The CDC recommends introducing solid foods when your baby is about 6 months old. Before that age, a baby’s digestive system and oral motor skills typically aren’t ready for anything beyond breast milk or formula. Signs your baby is ready include sitting up with minimal support, showing interest in food you’re eating, and being able to move food to the back of their mouth to swallow rather than pushing it out with their tongue.

Cerelac is a powdered product, and powdered foods for infants are not sterile. They can occasionally harbor harmful bacteria such as Cronobacter. The CDC recommends boiling water and waiting about five minutes before mixing it with powdered products. At that point the water is still around 158°F (70°C), hot enough to kill dangerous germs. The mixture will be far too hot to feed immediately, so let it cool and test a few drops on your wrist before offering it to your baby. It should feel warm, not hot.

Does It Cause Weight Gain?

Some parents worry that starchy, calorie-dense cereals could set their baby up for obesity. A study published in Acta Paediatrica tracked children who consumed milk cereal drinks in infancy and found that early consumption was linked to faster weight gain during the first year, with roughly 50% higher odds of rapid weight gain compared to babies who didn’t consume them. However, the same study followed those children for six years and found no lasting effect on BMI or waist-to-height ratio. The early rapid weight gain did not translate into heavier or more overweight children by school age.
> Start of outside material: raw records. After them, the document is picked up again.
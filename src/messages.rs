// Define message types for the runtime

use serde::{Deserialize, Serialize};

use crate::drive::{AutoLockPhase, ModuleLocation, ModulePosition, ModuleState, NUM_MODULES};

/// Command from teleop/scripts -> runtime
///
/// `states` is indexed by module location (left front, right front, left
/// rear, right rear). When both chassis measurements are present the runtime
/// applies traction control.
#[derive(Debug, Clone, Default, Serialize, Deserialize, PartialEq)]
pub struct ModuleCommand {
    pub states: [ModuleState; NUM_MODULES],
    /// Chassis speed over ground, m/s
    #[serde(default)]
    pub inertial_velocity: Option<f64>,
    /// Chassis yaw rate, deg/s
    #[serde(default)]
    pub rotation_rate: Option<f64>,
    /// Turn every module to the lock orientation now
    #[serde(default)]
    pub lock: bool,
}

impl ModuleCommand {
    /// Same speed and heading on every module
    pub fn uniform(state: ModuleState) -> Self {
        Self {
            states: [state; NUM_MODULES],
            ..Self::default()
        }
    }

    /// Chassis measurements for traction control, if both were sent
    pub fn chassis_motion(&self) -> Option<(f64, f64)> {
        self.inertial_velocity.zip(self.rotation_rate)
    }
}

/// Per-module telemetry published by runtime
#[derive(Debug, Clone, Serialize, Deserialize, PartialEq)]
pub struct ModuleTelemetry {
    pub location: ModuleLocation,
    pub state: ModuleState,
    pub position: ModulePosition,
    pub auto_lock: AutoLockPhase,
    pub traction_control: bool,
    pub slipping: bool,
}

/// Health status published by runtime
#[derive(Debug, Clone, Copy, Serialize, Deserialize, PartialEq)]
#[serde(rename_all = "snake_case")]
pub enum RuntimeHealth {
    Ok,
    CmdStale,
}

#[cfg(test)]
mod tests {
    use super::*;
    use crate::drive::Rotation;

    #[test]
    fn test_command_optional_fields_default() {
        let json = r#"{"states": [
            {"speed": 1.0, "angle": 0.0},
            {"speed": 1.0, "angle": 0.0},
            {"speed": 1.0, "angle": 0.0},
            {"speed": 1.0, "angle": 0.0}
        ]}"#;
        let cmd: ModuleCommand = serde_json::from_str(json).unwrap();
        assert_eq!(cmd.states[3].speed, 1.0);
        assert_eq!(cmd.chassis_motion(), None);
        assert!(!cmd.lock);
    }

    #[test]
    fn test_chassis_motion_needs_both() {
        let mut cmd = ModuleCommand::uniform(ModuleState::new(0.5, Rotation::ZERO));
        cmd.inertial_velocity = Some(0.4);
        assert_eq!(cmd.chassis_motion(), None);
        cmd.rotation_rate = Some(10.0);
        assert_eq!(cmd.chassis_motion(), Some((0.4, 10.0)));
    }

    #[test]
    fn test_command_round_trips_as_json() {
        let cmd = ModuleCommand::uniform(ModuleState::new(-0.25, Rotation::from_radians(1.0)));
        let json = serde_json::to_string(&cmd).unwrap();
        let parsed: ModuleCommand = serde_json::from_str(&json).unwrap();
        assert_eq!(parsed, cmd);
    }

    #[test]
    fn test_health_names() {
        assert_eq!(serde_json::to_string(&RuntimeHealth::CmdStale).unwrap(), "\"cmd_stale\"");
    }
}
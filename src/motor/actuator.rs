// Actuator and sensor handles consumed by a swerve module
//
// Hardware bindings (motor controllers, absolute encoders) live outside this
// crate. They plug in by implementing these traits. Configuration calls are
// fallible and only made at setup; per-tick calls never fail.

use serde::{Deserialize, Serialize};

/// Brushless motor families a module can be built with
#[derive(Debug, Clone, Copy, PartialEq, Eq, Serialize, Deserialize)]
#[serde(rename_all = "snake_case")]
pub enum MotorKind {
    Neo,
    NeoVortex,
    Neo550,
}

impl MotorKind {
    /// Free speed of the motor
    ///
    /// Units: rotations/minute
    pub fn max_rpm(&self) -> f64 {
        match self {
            MotorKind::Neo => 5676.0,
            MotorKind::NeoVortex => 6784.0,
            MotorKind::Neo550 => 11000.0,
        }
    }
}

/// Closed-loop mode for a motor command
#[derive(Debug, Clone, Copy, PartialEq, Eq, Serialize, Deserialize)]
#[serde(rename_all = "snake_case")]
pub enum ControlMode {
    /// Position setpoint, in the units of the position conversion factor
    Position,
    /// Velocity setpoint, in the units of the velocity conversion factor
    Velocity,
}

/// Motor behaviour when no output is applied
#[derive(Debug, Clone, Copy, PartialEq, Eq, Serialize, Deserialize)]
#[serde(rename_all = "snake_case")]
pub enum IdleMode {
    Brake,
    Coast,
}

/// Closed-loop gains (proportional, integral, derivative, feedforward)
#[derive(Debug, Clone, Copy, PartialEq, Default)]
pub struct PidConstants {
    pub kp: f64,
    pub ki: f64,
    pub kd: f64,
    pub kf: f64,
}

impl PidConstants {
    pub const fn new(kp: f64, ki: f64, kd: f64, kf: f64) -> Self {
        Self { kp, ki, kd, kf }
    }
}

/// Full closed-loop configuration for one motor controller
#[derive(Debug, Clone, Copy, PartialEq, Default)]
pub struct PidConfig {
    pub constants: PidConstants,
    pub sensor_phase: bool,
    pub invert_motor: bool,
    pub tolerance: f64,
    pub lower_limit: f64,
    pub upper_limit: f64,
    pub soft_limits: bool,
}

/// Latest feedback sampled from a motor's integrated encoder
///
/// Values are already scaled by the configured conversion factors.
#[derive(Debug, Clone, Copy, PartialEq, Default, Serialize, Deserialize)]
pub struct ActuatorInputs {
    pub encoder_position: f64,
    pub encoder_velocity: f64,
}

/// Error types for actuator configuration
#[derive(Debug, thiserror::Error)]
pub enum ActuatorError {
    #[error("Actuator {name} rejected configuration: {reason}")]
    Configuration { name: String, reason: String },
}

pub type Result<T> = std::result::Result<T, ActuatorError>;

/// A closed-loop motor handle (drive or rotate)
pub trait Actuator {
    /// Motor family behind this handle
    fn kind(&self) -> MotorKind;

    fn set_position_conversion_factor(&mut self, factor: f64) -> Result<()>;

    fn set_velocity_conversion_factor(&mut self, factor: f64) -> Result<()>;

    fn initialize_pid(&mut self, config: &PidConfig) -> Result<()>;

    fn set_idle_mode(&mut self, mode: IdleMode) -> Result<()>;

    /// Units: amps
    fn set_current_limit(&mut self, limit: u32) -> Result<()>;

    /// Persist settings across power cycles
    fn burn_flash(&mut self) -> Result<()>;

    /// Refresh cached inputs; call once per tick before reading them
    fn periodic(&mut self);

    fn inputs(&self) -> ActuatorInputs;

    /// Issue a setpoint; the latest call wins
    fn set(&mut self, value: f64, mode: ControlMode);

    /// Overwrite the integrated encoder position
    fn reset_encoder(&mut self, position: f64);

    /// Cut output immediately
    fn stop(&mut self);
}

/// A motor handle whose closed position loop can wrap around
pub trait RotateActuator: Actuator {
    /// Treat `min` and `max` as the same point for the position loop
    fn enable_position_wrapping(&mut self, min: f64, max: f64) -> Result<()>;
}

/// Absolute angle sensor on the steering axis
pub trait AbsoluteEncoder {
    /// Refresh the cached reading
    fn periodic(&mut self);

    /// Units: radians
    fn absolute_position(&self) -> f64;
}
That’s somewhat reassuring, but it’s not a free pass. Rapid weight gain in infancy is a recognized risk factor for later metabolic issues in broader research, and the study authors noted the need for cautious interpretation. The practical takeaway: Cerelac or similar cereals used as one part of a varied diet are unlikely to cause long-term weight problems on their own. Problems are more likely if cereal becomes the default food at every meal, crowding out fruits, vegetables, legumes, and other whole foods that provide fiber and a wider range of nutrients.

How Cerelac Compares to Whole Foods

Fortified cereals like Cerelac were once considered the ideal first food for babies. That thinking has shifted. Most pediatric nutrition guidelines now emphasize variety from the start, including mashed vegetables, fruits, pureed meats, beans, and iron-rich foods like lentils. A fortified cereal can be part of that mix, but it shouldn’t be the centerpiece.

The nutrients in Cerelac are real, but they’re added during manufacturing rather than occurring naturally. Iron-rich whole foods like pureed chicken, beef, or lentils offer protein, zinc, and other micronutrients in a form your baby’s body may absorb more efficiently, especially when paired with vitamin C-rich foods like mashed sweet potato or pureed mango. Cerelac works best as a convenient option for busy mornings or travel, not as a substitute for the broader variety of textures and flavors that help babies develop healthy eating patterns.

What to Check on the Label

If you decide to use Cerelac, a few things are worth looking at before you buy. First, check the added sugar content. Choose variants with zero grams of added sugar, which typically means the plain wheat or rice versions rather than flavored options like biscuit, honey, or fruit blends. Second, look at the ingredient order. Grain flours should be the first ingredients, not sugar or maltodextrin. Third, note the age recommendation on the packaging. Some Cerelac products are labeled for 6 months and up, while others target older babies or toddlers with different formulations.

Cerelac is not harmful when chosen carefully and used as part of a balanced diet. It delivers meaningful iron, which is the nutrient babies are most likely to lack in the second half of their first year. But it’s also a processed, commercially manufactured product with significant quality variation across markets. Reading the label on the specific box in front of you matters more than any general statement about whether the brand is “good” or “bad.”